Quindi una sezione di grande interesse, che coinvolge più di trenta rara porcellana e argilla solida e fogli di lavoro SCI con motivi femminili ricoperti, maschere carnevalesche policrome, gatti, Spinx e Clown e prodotto intorno al 1951 dalla Società Italiana della Ceramica (SCI) di Laveno-Mombello.

Accanto a quelle cose preziose, ne viene visualizzato anche uno matrice stampa rame matrice con dipinti di Fini, scolpita a bulino da Marco Costantini, un abile artigiano che da anni lavora nella fabbrica lavenese. Anche queste cose sono per lo più disponibili MIDeCda collezionisti Enrico Brugnoni, Marco Lisè, Francesca Bellorini, Giuseppe Beltrami, Daniela Brisotto e Vincenzo Sogaro, Lena Costantini, Amelia Pozzi: Sono pezzi ormai la maggior parte di essi non sono disponibili perché, caratterizzati da uno stile molto moderno all’epoca, all’epoca non erano molto apprezzati dal pubblico, erano avvezzi ad un gusto comune, e furono quindi rapidamente ritirati dalla produzione.
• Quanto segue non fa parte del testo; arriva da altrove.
//! API response types and formatting.
//!
//! This module defines the standard API response format used by all endpoints.

use chrono::{DateTime, Utc};
use serde::{Deserialize, Serialize};
use uuid::Uuid;

use crate::engine::{RunSummary, ServiceStatus, TransitionEvent};
use crate::error::{ErrorResponse, JunbanError};
use crate::model::ReadinessState;

/// Standard API response wrapper.
#[derive(Debug, Clone, Serialize, Deserialize)]
pub struct ApiResponse<T> {
    /// Whether the request was successful.
    pub success: bool,
    /// Response data (present on success).
    #[serde(skip_serializing_if = "Option::is_none")]
    pub data: Option<T>,
    /// Error information (present on failure).
    #[serde(skip_serializing_if = "Option::is_none")]
    pub error: Option<ErrorResponse>,
    /// Response timestamp.
    pub timestamp: DateTime<Utc>,
}

impl<T> ApiResponse<T> {
    /// Creates a successful response with data.
    pub fn success(data: T) -> Self {
        Self {
            success: true,
            data: Some(data),
            error: None,
            timestamp: Utc::now(),
        }
    }

    /// Creates a failed response with an error.
    pub fn error(error: ErrorResponse) -> ApiResponse<T> {
        ApiResponse {
            success: false,
            data: None,
            error: Some(error),
            timestamp: Utc::now(),
        }
    }

    /// Creates a failed response from a JunbanError.
    pub fn from_error(err: &JunbanError) -> ApiResponse<T> {
        Self::error(ErrorResponse::from_error(err))
    }
}

/// Health check response data.
#[derive(Debug, Clone, Serialize, Deserialize)]
pub struct HealthData {
    /// Health status.
    pub status: HealthStatus,
    /// Application version.
    pub version: String,
    /// Uptime in seconds.
    pub uptime_seconds: u64,
}

/// Health status enumeration.
#[derive(Debug, Clone, Copy, PartialEq, Eq, Serialize, Deserialize)]
#[serde(rename_all = "lowercase")]
pub enum HealthStatus {
    /// System is healthy.
    Healthy,
    /// System is degraded but operational.
    Degraded,
}

/// Orchestrator status response data.
#[derive(Debug, Clone, Serialize)]
pub struct StatusData {
    /// Host the orchestrator runs on.
    pub host: String,
    /// Profile used when a request names none.
    pub active_profile: Option<String>,
    /// Declared profiles.
    pub profiles: Vec<String>,
    /// Operation in progress, if any.
    pub operation: Option<String>,
    /// Server information.
    pub server: ServerInfo,
    /// Latest start outcome per service.
    pub summary: String,
    /// Statistics.
    pub stats: StatsInfo,
    /// Application version.
    pub version: String,
    /// Uptime in seconds.
    pub uptime_seconds: u64,
}

/// Server information.
#[derive(Debug, Clone, Serialize, Deserialize)]
pub struct ServerInfo {
    /// Bind address.
    pub bind: String,
    /// Port number.
    pub port: u16,
}

/// Statistics information.
#[derive(Debug, Clone, Default, Serialize, Deserialize)]
pub struct StatsInfo {
    /// Total requests received.
    pub requests_total: u64,
    /// Successful requests.
    pub requests_success: u64,
    /// Failed requests.
    pub requests_failed: u64,
}

/// Response for a run accepted with `wait=false`.
#[derive(Debug, Clone, Serialize, Deserialize)]
pub struct RunAcceptedData {
    /// Request ID.
    pub request_id: Uuid,
    /// Operation started in the background.
    pub operation: String,
    /// Profile the run was resolved for.
    #[serde(skip_serializing_if = "Option::is_none")]
    pub profile: Option<String>,
    /// Message.
    pub message: String,
}

/// Response for a completed start run.
#[derive(Debug, Clone, Serialize)]
pub struct RunData {
    /// Request ID.
    pub request_id: Uuid,
    /// Profile the run was resolved for.
    #[serde(skip_serializing_if = "Option::is_none")]
    pub profile: Option<String>,
    /// Per-service outcomes.
    pub summary: RunSummary,
    /// Human-readable counts.
    pub message: String,
}

/// Service list response data.
#[derive(Debug, Clone, Serialize)]
pub struct ServicesListData {
    /// List of services.
    pub services: Vec<ServiceInfo>,
    /// Total number of services.
    pub total: usize,
    /// Limit used in query.
    pub limit: usize,
    /// Offset used in query.
    pub offset: usize,
}

/// Basic service information.
#[derive(Debug, Clone, Serialize)]
pub struct ServiceInfo {
    /// Service id.
    pub name: String,
    /// Display name.
    pub display_name: String,
    /// Position in the startup order (1-based).
    pub position: usize,
    /// Readiness as last observed.
    pub readiness: ReadinessState,
    /// Engine status, if the service has been started or stopped.
    #[serde(skip_serializing_if = "Option::is_none")]
    pub status: Option<ServiceStatus>,
    /// Services this one waits on.
    pub depends_on: Vec<String>,
    /// Services waiting on this one.
    pub required_by: Vec<String>,
}

/// Service operation response data.
#[derive(Debug, Clone, Serialize)]
pub struct ServiceOperationData {
    /// Service name.
    pub service: String,
    /// Action performed.
    pub action: String,
    /// Whether the operation was successful.
    pub success: bool,
    /// Previous state.
    #[serde(skip_serializing_if = "Option::is_none")]
    pub previous_state: Option<ServiceStatus>,
    /// Current state.
    #[serde(skip_serializing_if = "Option::is_none")]
    pub current_state: Option<ServiceStatus>,
    /// Operation message.
    #[serde(skip_serializing_if = "Option::is_none")]
    pub message: Option<String>,
}

/// Transition history response data.
#[derive(Debug, Clone, Serialize)]
pub struct EventsData {
    /// Events, oldest first.
    pub events: Vec<TransitionEvent>,
    /// Number of retained events matching the query.
    pub total: usize,
}

#[cfg(test)]
mod tests {
    use super::*;

    #[test]
    fn test_api_response_success() {
        let response: ApiResponse<String> = ApiResponse::success("test data".to_string());

        assert!(response.success);
        assert_eq!(response.data, Some("test data".to_string()));
        assert!(response.error.is_none());
    }

    #[test]
    fn test_api_response_error() {
        let err = JunbanError::CycleDetected {
            path: vec!["a".to_string(), "b".to_string()],
        };
        let response: ApiResponse<String> = ApiResponse::from_error(&err);

        assert!(!response.success);
        assert!(response.data.is_none());
        let error = response.error.unwrap();
        assert_eq!(error.code, crate::error::ErrorCode::CycleDetected);
        assert!(error.message.contains("a -> b -> a"));
    }

    #[test]
    fn test_health_status_serialization() {
        let json = serde_json::to_string(&HealthStatus::Healthy).unwrap();
        assert_eq!(json, "\"healthy\"");

        let json = serde_json::to_string(&HealthStatus::Degraded).unwrap();
        assert_eq!(json, "\"degraded\"");
    }

    #[test]
    fn test_service_info_serialization() {
        let info = ServiceInfo {
            name: "cache".to_string(),
            display_name: "Cache".to_string(),
            position: 2,
            readiness: ReadinessState::Healthy,
            status: Some(ServiceStatus::Started),
            depends_on: vec!["registry".to_string()],
            required_by: vec![],
        };

        let json = serde_json::to_value(&info).unwrap();
        assert_eq!(json["name"], "cache");
        assert_eq!(json["readiness"], "healthy");
        assert_eq!(json["status"]["state"], "started");
        assert_eq!(json["depends_on"][0], "registry");
    }
}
Accanto alle ceramiche verranno esposte anche queste è raro e in gran parte inedito disegni, schizzi, schizzi, schizzi, schizzi, schizzi, schizzi, documenti, libri, lettere, fotografie, video interviste, costumi artistici e studio letterario e disegni della sua personalità.rivelando, oltre all’aspetto intimo e confidenziale di Fini, e una comprensione del clima della cultura triestina nel Novecentoche influenzeranno notevolmente la sua arte e le stesse decorazioni ceramiche, presenti in molte altre sue opere: ritratti di donne, gatti e spinx pieni di vasi, piatti e servizi da tavola, caffè e tavola. mostra, racchiusa in nuove forme create dall’originale designer triestino Guido Andloviz (Trieste 1900 – Grado 1970), product manager SCI da più di trent’anni; ma rappresentano anche gli dei leitmotiv ripetendosi in molti dipinti, disegni e illustrazioni.

Il più interessante, nello spettacolo, sarà un video con un intervistatore inedito un parenti e amici triestini di Finitra cui Gillo Dorfles e Daisy Nathan, la sorella dell’artista, e anche altri personaggi che la conoscevano video di intervista finale in italiano al famoso artista.

Lo spettacolo sarà aperto fino al 30 giugno e le prossime volte:

Martedì, Mercoledì e Giovedì: 10.00-12.30;
– venerdì: 10.00-12.30 e 14.00-17.00;
– Sabato e domenica: 10.00-13.00 e 14.00-17.00.